Geschrieben am 03.09.2017 | Aktualisiert am 03.09.2017
Besucht am 25.08.2017 Besuchszeit: Abendessen 2 Personen Rechnungsbetrag: 70 EUR
Der zweite Teil meiner diesjährigen Erlebnisse im schönen Garmisch-Partenkirchen, chronologisch nicht ganz korrekt aber die – dämmerlichtbedingt teilweise leider einen Hauch unscharfen – Fotos sprangen mich geradezu an; heute sind wir zu Gast beim „Steirer Sepp“ im Herzen Garmischs.

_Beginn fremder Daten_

use std::path::PathBuf;
use std::time::Duration;

use grounding::assemble::CardDefaults;
use grounding::extract::ExtractorConfig;
use grounding::GroundingConfig;

use crate::catalog::SnapshotLimits;
use crate::error::AppError;

#[derive(Debug, Clone)]
pub enum CatalogBackend {
    /// PostgREST-style hosted backend.
    Rest { base_url: String, api_key: String },
    /// JSON snapshot on disk, re-read on every fetch.
    File { path: PathBuf },
}

/// Application configuration loaded explicitly from environment variables.
///
/// Catalog size limits, the model name and the timeouts are passed down to
/// the fetcher and the prompt assembler from here; nothing below reads the
/// environment.
#[derive(Debug, Clone)]
pub struct Config {
    /// Redis connection URL. `None` disables the snapshot cache.
    pub redis_url: Option<String>,
    pub catalog: CatalogBackend,
    pub catalog_timeout: Duration,
    pub limits: SnapshotLimits,
    pub snapshot_ttl_secs: u64,
    pub model: String,
    pub temperature: Option<f32>,
    /// Upper bound for the whole model call, retries included.
    pub turn_timeout: Duration,
    pub history_limit: usize,
    pub suffix: String,
    pub placeholder_image: String,
    pub rate_limit_rps: Option<u32>,
}

impl Config {
    /// Required (one of):
    /// - `CATALOG_BASE_URL` + `CATALOG_API_KEY`
    /// - `CATALOG_FIXTURE_PATH`
    ///
    /// Optional:
    /// - `REDIS_URL`
    /// - `CONCIERGE_MODEL` (default: "gpt-4o-mini"), `CONCIERGE_TEMPERATURE`
    /// - `CONCIERGE_TURN_TIMEOUT_SECS` (default: 25)
    /// - `CONCIERGE_HISTORY_LIMIT` (default: 10)
    /// - `CATALOG_TIMEOUT_SECS` (default: 10)
    /// - `CATALOG_RESTAURANT_LIMIT` / `CATALOG_DISH_LIMIT` / `CATALOG_ORDER_HISTORY_LIMIT`
    /// - `SNAPSHOT_TTL_SECS` (default: 60)
    /// - `CATALOG_SUFFIX` (default: "Bahrain")
    /// - `CARD_PLACEHOLDER_IMAGE` (default: "/placeholder.svg")
    /// - `RATE_LIMIT_RPS`
    pub fn from_env() -> Result<Self, AppError> {
        let catalog = match (
            non_empty_env("CATALOG_BASE_URL"),
            non_empty_env("CATALOG_API_KEY"),
            non_empty_env("CATALOG_FIXTURE_PATH"),
        ) {
            (Some(base_url), Some(api_key), _) => CatalogBackend::Rest {
                base_url: base_url.trim_end_matches('/').to_string(),
                api_key,
            },
            (Some(_), None, _) => {
                return Err(AppError::Config(
                    "CATALOG_API_KEY is required when CATALOG_BASE_URL is set".to_string(),
                ))
            }
            (None, _, Some(path)) => {
                let path = PathBuf::from(path);
                if !path.exists() {
                    return Err(AppError::Config(format!(
                        "catalog fixture not found: {}",
                        path.display()
                    )));
                }
                CatalogBackend::File { path }
            }
            (None, _, None) => {
                return Err(AppError::Config(
                    "set CATALOG_BASE_URL and CATALOG_API_KEY, or CATALOG_FIXTURE_PATH".to_string(),
                ))
            }
        };

        Ok(Self {
            redis_url: non_empty_env("REDIS_URL"),
            catalog,
            catalog_timeout: Duration::from_secs(env_parse("CATALOG_TIMEOUT_SECS", 10)),
            limits: SnapshotLimits {
                restaurants: env_parse("CATALOG_RESTAURANT_LIMIT", 30),
                dishes: env_parse("CATALOG_DISH_LIMIT", 120),
                order_history: env_parse("CATALOG_ORDER_HISTORY_LIMIT", 5),
                user_id: None,
            },
            snapshot_ttl_secs: env_parse("SNAPSHOT_TTL_SECS", 60),
            model: non_empty_env("CONCIERGE_MODEL").unwrap_or_else(|| "gpt-4o-mini".to_string()),
            temperature: std::env::var("CONCIERGE_TEMPERATURE")
                .ok()
                .and_then(|s| s.parse::<f32>().ok()),
            turn_timeout: Duration::from_secs(env_parse("CONCIERGE_TURN_TIMEOUT_SECS", 25)),
            history_limit: env_parse("CONCIERGE_HISTORY_LIMIT", 10),
            suffix: non_empty_env("CATALOG_SUFFIX").unwrap_or_else(|| "Bahrain".to_string()),
            placeholder_image: non_empty_env("CARD_PLACEHOLDER_IMAGE")
                .unwrap_or_else(|| "/placeholder.svg".to_string()),
            rate_limit_rps: std::env::var("RATE_LIMIT_RPS")
                .ok()
                .and_then(|s| s.parse::<u32>().ok())
                .filter(|&n| n > 0),
        })
    }

    pub fn grounding(&self) -> GroundingConfig {
        GroundingConfig {
            extractor: ExtractorConfig {
                suffix: self.suffix.clone(),
                ..ExtractorConfig::default()
            },
            defaults: CardDefaults {
                placeholder_image: self.placeholder_image.clone(),
                ..CardDefaults::default()
            },
            ..GroundingConfig::default()
        }
    }
}

fn non_empty_env(key: &str) -> Option<String> {
    std::env::var(key).ok().filter(|v| !v.trim().is_empty())
}

fn env_parse<T: std::str::FromStr>(key: &str, default: T) -> T {
    std::env::var(key)
        .ok()
        .and_then(|s| s.parse::<T>().ok())
        .unwrap_or(default)
}
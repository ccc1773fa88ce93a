/// Redis cache wrapper with graceful degradation.
///
/// On any Redis error an operation logs a warning and reports a miss or a
/// failed write. Callers fall through to the source of truth; the system is
/// fully functional without Redis.
use redis::AsyncCommands;
use tracing::warn;

use crate::error::CommonError;

pub struct RedisCache {
    client: Option<redis::Client>,
}

impl RedisCache {
    /// If the URL is `None` or invalid, returns a cache that always misses.
    pub fn new(url: Option<&str>) -> Self {
        let client = url.and_then(|u| {
            redis::Client::open(u)
                .inspect_err(|e| warn!(error = %e, url = u, "failed to create redis client, cache disabled"))
                .ok()
        });
        Self { client }
    }

    pub fn disabled() -> Self {
        Self { client: None }
    }

    /// Sends a PING. Returns `true` if Redis is reachable.
    pub async fn is_available(&self) -> bool {
        let Ok(mut conn) = self.connection().await else {
            return false;
        };
        let result: Result<String, _> = redis::cmd("PING").query_async(&mut conn).await;
        result.is_ok()
    }

    /// Returns `None` if Redis is unavailable or the key doesn't exist.
    pub async fn get(&self, key: &str) -> Option<String> {
        let mut conn = self
            .connection()
            .await
            .inspect_err(|e| warn!(error = %e, "redis connection failed"))
            .ok()?;
        conn.get::<_, Option<String>>(key)
            .await
            .inspect_err(|e| warn!(error = %e, key, "redis GET failed"))
            .ok()?
    }

    /// Returns `true` if the value was stored.
    pub async fn set_with_ttl(&self, key: &str, value: &str, ttl_secs: u64) -> bool {
        let Ok(mut conn) = self
            .connection()
            .await
            .inspect_err(|e| warn!(error = %e, "redis connection failed"))
        else {
            return false;
        };
        conn.set_ex::<_, _, ()>(key, value, ttl_secs)
            .await
            .inspect_err(|e| warn!(error = %e, key, "redis SETEX failed"))
            .is_ok()
    }

    /// Deletes all keys under `{prefix}*` using SCAN (not KEYS, which blocks).
    pub async fn delete_by_prefix(&self, prefix: &str) -> bool {
        let Ok(mut conn) = self
            .connection()
            .await
            .inspect_err(|e| warn!(error = %e, "redis connection failed"))
        else {
            return false;
        };

        let pattern = format!("{prefix}*");
        let mut cursor: u64 = 0;
        loop {
            let (next_cursor, keys): (u64, Vec<String>) = match redis::cmd("SCAN")
                .arg(cursor)
                .arg("MATCH")
                .arg(&pattern)
                .arg("COUNT")
                .arg(100)
                .query_async(&mut conn)
                .await
            {
                Ok(result) => result,
                Err(e) => {
                    warn!(error = %e, pattern, "redis SCAN failed");
                    return false;
                }
            };

            if !keys.is_empty() {
                if let Err(e) = conn.del::<_, ()>(&keys).await {
                    warn!(error = %e, "redis batch DEL failed during prefix delete");
                    return false;
                }
            }

            cursor = next_cursor;
            if cursor == 0 {
                break;
            }
        }
        true
    }

    async fn connection(&self) -> Result<redis::aio::MultiplexedConnection, CommonError> {
        let client = self.client.as_ref().ok_or(CommonError::RedisUnavailable)?;
        Ok(client.get_multiplexed_async_connection().await?)
    }
}

#[cfg(test)]
mod tests {
    use super::*;

    #[tokio::test]
    async fn test_disabled_cache_degrades() {
        let cache = RedisCache::new(None);
        assert!(!cache.is_available().await);
        assert_eq!(cache.get("k").await, None);
        assert!(!cache.set_with_ttl("k", "v", 10).await);
        assert!(!RedisCache::disabled().delete_by_prefix("p:").await);
    }
}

Dank der wunderbaren Lage unseres liebenswerten kleinen Hotels, sind wir auf dem kurzen Fußweg über die Klammstraße ins Ortszentrum schon oft an diesem Restaurant vorbeigegangen und bei der Gelegenheit habe ich den ein oder anderen Blick auf die Karte geworfen.

Was ich dort sah, sprach mich grundsätzlich an, mir fehlte aber immer ein klar umrissenes Profil, natürlich fand sich das ein oder andere kulinarische Zitat aus der Steiermark, vornehmlich in Form des unvermeidlichen Kürbiskernöls, allerdings auch viele Gerichte die klar machten, das man möglichst viele Personen ansprechen möchte, so z.B. „Hamburger Pannfisch mit Senfsauce“ – vielleicht doch eine Touristenfalle?

Da ich aber über die Steak Abteilung gestolpert bin, dort verheißungsvolle Dinge wie „regional“, „Weidenhaltung“ und „vier Wochen dry aged“ las, meine samstägliche Steak-Sause in dieser Woche dank des Besuches eines unvergesslichen Musikfestivals auf dem Wank ausfallen würde, hielt ich Rücksprache mit Obacht und diese gab Entwarnung: hier könne man durchaus kochen, wenn auch bisweilen nicht zu Schnäppchenpreisen.

Außerdem gab sie uns den Tipp, unbedingt im hübschen Außenbereich zu sitzen, da es im Gebäude selbst sehr eng zugehe, was die Tischabstände angehe und was im Sommer die dortigen Temperaturen sicher auch nicht unbedingt angenehm beeinflussen dürfte – letzteres für mich ein Faktor, der mir durchaus den Abend verderben kann, Hitze und stickige Luft sind mir ein Graus. 

Hitze hatte auch diesen Tag im Griff, so daß ich mich wie im letzten Jahr am frühen Abend nach einem kleinen Wanderausflug an den Rießersee erst einmal in das nahe Alpspitzbad begab um meinen gestählten Körper mit mehreren Kilometern Kraulen und Schmetterling in Form zu halten.

Das hatte den Vorteil, daß wir erst gegen halb neun am Restaurant waren, die Socken-in-Sandalen Fraktion hatte schon längst gegessen und saß mit dem zweiten Weizen im Anschlag vor der Flimmerkiste und wir hatten somit keine Probleme einen schönen Tisch auf der Terrasse zu ergattern.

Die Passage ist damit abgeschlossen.